Haemodynamic and ADH responses to central blood volume shifts in cardiac-denervated humans
- Additional Document Info
- View All
Haemodynamic responses and antidiuretic hormone (ADH) were measured during body position changes designed to induce blood volume shifts in 10 cardiac transplant recipients to assess the contribution of cardiac and vascular volume receptors in the control of ADH secretion. Each subject underwent 15 min of a control period in the seated posture, then assumed a lying posture for 30 min at 6 degrees head-down tilt (HDT) followed by 30 min of seated recovery. Venous blood samples and cardiac dimensions (echocardiography) were taken at 0 and 15 min before HDT, 5, 15 and 30 min of HDT, and 5, 15 and 30 min of seated recovery. Blood samples were analysed for haematocrit, plasma osmolality, plasma renin activity (PRA) and ADH. Resting plasma volume (PV) was measured by Evans blue dye and per cent changes in PV during posture changes were calculated from changes in haematocrit. Heart rate (HR) and blood pressure (BP) were recorded every 2 min.
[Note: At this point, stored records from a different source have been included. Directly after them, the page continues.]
use crate::contact_error::ContactError;

/// Trait for validating data structure invariants.
pub trait DebugInvariants {
    /// Assert invariants in debug builds or when invariant checking is enabled.
    fn debug_assert_invariants(&self);
    /// Validate invariants and return the first error encountered.
    fn validate_invariants(&self) -> Result<(), ContactError>;
}

/// Helper macro to run a fallible check and panic on error when invariant
/// checking is enabled.
#[macro_export]
macro_rules! debug_invariants {
    ($expr:expr, $($ctx:tt)*) => {
        #[cfg(any(debug_assertions, feature = "strict-invariants"))]
        if let Err(e) = $expr {
            panic!(concat!("[invariants] ", $($ctx)*, ": {}"), e);
        }
    };
}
In the cardiac transplant subjects, mean HR decreased (BP less than 0.05) from 102 b.p.m. pre-HDT to 94 b.p.m. during HDT and returned to 101 b.p.m. in seated recovery while BP was slightly elevated (P less than 0.05). PV was increased by 6.3% (P less than 0.05) by the end of 30 min of HDT but returned to pre-HDT levels following seated recovery. Plasma osmolality was not altered by posture changes. Mean left ventricular end-diastolic volume increased (P less than 0.05) from 90 +/- 5 ml pre-HDT to 105 +/- 4 ml during HDT and returned to 88 +/- 5 ml in seated recovery. Plasma ADH was reduced by 28% (P less than 0.05) by the end of HDT and returned to pre-HDT levels with seated recovery. PRA was also reduced by 28% (P less than 0.05) with HDT. These responses were similar to those of six normal cardiac-innervated control subjects and one heart-lung recipient. Therefore, cardiac volume receptors are not the only mechanism for the control of ADH release during acute blood volume shifts in man.